#### [Aim of the task]
Within the entries that follow, show each line where the word "StoreError" occurs.
** Opening Data in this exercise block **
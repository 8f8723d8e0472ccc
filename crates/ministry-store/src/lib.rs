//! Ministry Store - Record Store Adapter
//!
//! Narrow request/response contract between the record browser and the
//! hosted backend:
//! - [`RecordStore`]: fetch (newest first), status update, delete, create
//! - [`StoreError`]: errors tagged by operation and kind, never raw transport text
//! - [`RestStore`]: PostgREST-style backend over `reqwest`
//! - [`MemoryStore`]: in-process backend with fault injection
//! - [`StoreConfig`]: YAML configuration with environment overrides

#![warn(unreachable_pub)]
#![allow(missing_docs)]

pub mod adapter;
pub mod config;
pub mod error;
pub mod memory;
pub mod rest;

pub use adapter::{sort_newest_first, Fetched, RecordStore};
pub use config::{default_config_path, ConfigError, StoreConfig, TableNames};
pub use error::{
    CreateError, DeleteError, ErrorKind, FetchError, StoreError, StoreOp, UpdateError,
};
pub use memory::MemoryStore;
pub use rest::RestStore;

/// Version of this crate
pub const VERSION: &str = env!("CARGO_PKG_VERSION");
** Closing Data in this exercise block **
#### [Worked solution]
//! - [`StoreError`]: errors tagged by operation and kind, never raw transport text
    CreateError, DeleteError, ErrorKind, FetchError, StoreError, StoreOp, UpdateError,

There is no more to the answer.